◆ What is being asked ◆
Write the whole listing out again, word for word.

★ ★ ★

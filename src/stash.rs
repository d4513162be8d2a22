// Copyright (c) Meta Platforms, Inc. and affiliates.
//
// This source code is dual-licensed under either the MIT license found in the
// LICENSE-MIT file in the root directory of this source tree or the Apache
// License, Version 2.0 found in the LICENSE-APACHE file in the root directory
// of this source tree. You may select, at your option, one of the above-listed licenses.

//! The client-side working set of blocks that are between a path read and a path write.

use crate::{
    bucket::StashEntry, virtual_heap::VirtualHeap, Address, BucketId, OramError, StashSize,
};
use subtle::{Choice, ConditionallySelectable, ConstantTimeEq};

#[derive(Clone, Debug, Default, PartialEq, Eq)]
/// A stash of real blocks, each tagged with its assigned leaf.
pub struct Stash {
    entries: Vec<StashEntry>,
}

impl Stash {
    /// An empty stash.
    pub fn new() -> Self {
        Self::default()
    }

    /// The number of blocks in the stash.
    pub fn len(&self) -> StashSize {
        self.entries.len()
    }

    /// Whether the stash holds no blocks.
    pub fn is_empty(&self) -> bool {
        self.entries.is_empty()
    }

    /// Iterates over the stashed entries.
    pub fn iter(&self) -> impl Iterator<Item = &StashEntry> {
        self.entries.iter()
    }

    /// Whether a block with address `address` is stashed.
    pub fn contains(&self, address: Address) -> bool {
        self.position(address).is_some()
    }

    // LEAK: the time taken by this scan leaks the size of the stash, but not the position of the match.
    fn position(&self, address: Address) -> Option<usize> {
        let mut found: Choice = 0.into();
        let mut index: u64 = 0;
        for (i, entry) in self.entries.iter().enumerate() {
            let matches = entry.block.raw_address().ct_eq(&address) & !found;
            index.conditional_assign(&(i as u64), matches);
            found |= matches;
        }
        bool::from(found).then_some(index as usize)
    }

    /// Adds one block to the stash.
    ///
    /// # Errors
    ///
    /// Returns a `ProtocolInvariantError` if the entry is a dummy or if its address is already stashed,
    /// since either means there would be two live copies of a block.
    pub fn insert(&mut self, entry: StashEntry) -> Result<(), OramError> {
        let Some(address) = entry.block.address() else {
            return Err(OramError::ProtocolInvariantError(
                "a dummy block cannot be stashed".into(),
            ));
        };
        if self.contains(address) {
            return Err(OramError::ProtocolInvariantError(format!(
                "address {address} has two live copies"
            )));
        }
        self.entries.push(entry);
        Ok(())
    }

    /// Adds the real blocks among `entries` to the stash, skipping dummies.
    pub fn absorb<I: IntoIterator<Item = StashEntry>>(&mut self, entries: I) -> Result<(), OramError> {
        for entry in entries {
            if !entry.block.is_dummy() {
                self.insert(entry)?;
            }
        }
        Ok(())
    }

    /// Removes and returns the block with address `address`, if stashed.
    pub fn take(&mut self, address: Address) -> Option<StashEntry> {
        self.position(address).map(|index| self.entries.remove(index))
    }

    /// Removes and returns up to `limit` blocks that may be stored in `bucket`, i.e. whose leaf
    /// lies in the subtree rooted at `bucket`.
    ///
    /// `bucket` must lie on the path of `path_leaf`, the path being evicted. Blocks sharing the
    /// deepest common level with `path_leaf` come first; ties keep stash order.
    pub fn candidates_for_bucket(
        &mut self,
        bucket: BucketId,
        path_leaf: BucketId,
        heap: &VirtualHeap,
        limit: usize,
    ) -> Result<Vec<StashEntry>, OramError> {
        let mut eligible = Vec::new();
        for (index, entry) in self.entries.iter().enumerate() {
            if heap.is_in_subtree(bucket, entry.leaf)? {
                let depth = heap.last_common_level(entry.leaf, path_leaf)?;
                eligible.push((depth, index));
            }
        }
        eligible.sort_by(|a, b| b.0.cmp(&a.0).then(a.1.cmp(&b.1)));
        eligible.truncate(limit);

        let mut chosen: Vec<usize> = eligible.into_iter().map(|(_, index)| index).collect();
        chosen.sort_unstable_by(|a, b| b.cmp(a));
        let mut result: Vec<StashEntry> = chosen
            .into_iter()
            .map(|index| self.entries.remove(index))
            .collect();
        // Removal ran back to front; restore stash order.
        result.reverse();
        Ok(result)
    }
}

★ ★ ★

◆ Reply to the exercise ◆
filename src/stash.rs
repository d4513162be8d2a22
// Copyright (c) Meta Platforms, Inc. and affiliates.
//
// This source code is dual-licensed under either the MIT license found in the
// LICENSE-MIT file in the root directory of this source tree or the Apache
// License, Version 2.0 found in the LICENSE-APACHE file in the root directory
// of this source tree. You may select, at your option, one of the above-listed licenses.

//! The client-side working set of blocks that are between a path read and a path write.

use crate::{
    bucket::StashEntry, virtual_heap::VirtualHeap, Address, BucketId, OramError, StashSize,
};
use subtle::{Choice, ConditionallySelectable, ConstantTimeEq};

#[derive(Clone, Debug, Default, PartialEq, Eq)]
/// A stash of real blocks, each tagged with its assigned leaf.
pub struct Stash {
    entries: Vec<StashEntry>,
}

impl Stash {
    /// An empty stash.
    pub fn new() -> Self {
        Self::default()
    }

    /// The number of blocks in the stash.
    pub fn len(&self) -> StashSize {
        self.entries.len()
    }

    /// Whether the stash holds no blocks.
    pub fn is_empty(&self) -> bool {
        self.entries.is_empty()
    }

    /// Iterates over the stashed entries.
    pub fn iter(&self) -> impl Iterator<Item = &StashEntry> {
        self.entries.iter()
    }

    /// Whether a block with address `address` is stashed.
    pub fn contains(&self, address: Address) -> bool {
        self.position(address).is_some()
    }

    // LEAK: the time taken by this scan leaks the size of the stash, but not the position of the match.
    fn position(&self, address: Address) -> Option<usize> {
        let mut found: Choice = 0.into();
        let mut index: u64 = 0;
        for (i, entry) in self.entries.iter().enumerate() {
            let matches = entry.block.raw_address().ct_eq(&address) & !found;
            index.conditional_assign(&(i as u64), matches);
            found |= matches;
        }
        bool::from(found).then_some(index as usize)
    }

    /// Adds one block to the stash.
    ///
    /// # Errors
    ///
    /// Returns a `ProtocolInvariantError` if the entry is a dummy or if its address is already stashed,
    /// since either means there would be two live copies of a block.
    pub fn insert(&mut self, entry: StashEntry) -> Result<(), OramError> {
        let Some(address) = entry.block.address() else {
            return Err(OramError::ProtocolInvariantError(
                "a dummy block cannot be stashed".into(),
            ));
        };
        if self.contains(address) {
            return Err(OramError::ProtocolInvariantError(format!(
                "address {address} has two live copies"
            )));
        }
        self.entries.push(entry);
        Ok(())
    }

    /// Adds the real blocks among `entries` to the stash, skipping dummies.
    pub fn absorb<I: IntoIterator<Item = StashEntry>>(&mut self, entries: I) -> Result<(), OramError> {
        for entry in entries {
            if !entry.block.is_dummy() {
                self.insert(entry)?;
            }
        }
        Ok(())
    }

    /// Removes and returns the block with address `address`, if stashed.
    pub fn take(&mut self, address: Address) -> Option<StashEntry> {
        self.position(address).map(|index| self.entries.remove(index))
    }

    /// Removes and returns up to `limit` blocks that may be stored in `bucket`, i.e. whose leaf
    /// lies in the subtree rooted at `bucket`.
    ///
    /// `bucket` must lie on the path of `path_leaf`, the path being evicted. Blocks sharing the
    /// deepest common level with `path_leaf` come first; ties keep stash order.
    pub fn candidates_for_bucket(
        &mut self,
        bucket: BucketId,
        path_leaf: BucketId,
        heap: &VirtualHeap,
        limit: usize,
    ) -> Result<Vec<StashEntry>, OramError> {
        let mut eligible = Vec::new();
        for (index, entry) in self.entries.iter().enumerate() {
            if heap.is_in_subtree(bucket, entry.leaf)? {
                let depth = heap.last_common_level(entry.leaf, path_leaf)?;
                eligible.push((depth, index));
            }
        }
        eligible.sort_by(|a, b| b.0.cmp(&a.0).then(a.1.cmp(&b.1)));
        eligible.truncate(limit);

        let mut chosen: Vec<usize> = eligible.into_iter().map(|(_, index)| index).collect();
        chosen.sort_unstable_by(|a, b| b.cmp(a));
        let mut result: Vec<StashEntry> = chosen
            .into_iter()
            .map(|index| self.entries.remove(index))
            .collect();
        // Removal ran back to front; restore stash order.
        result.reverse();
        Ok(result)
    }
}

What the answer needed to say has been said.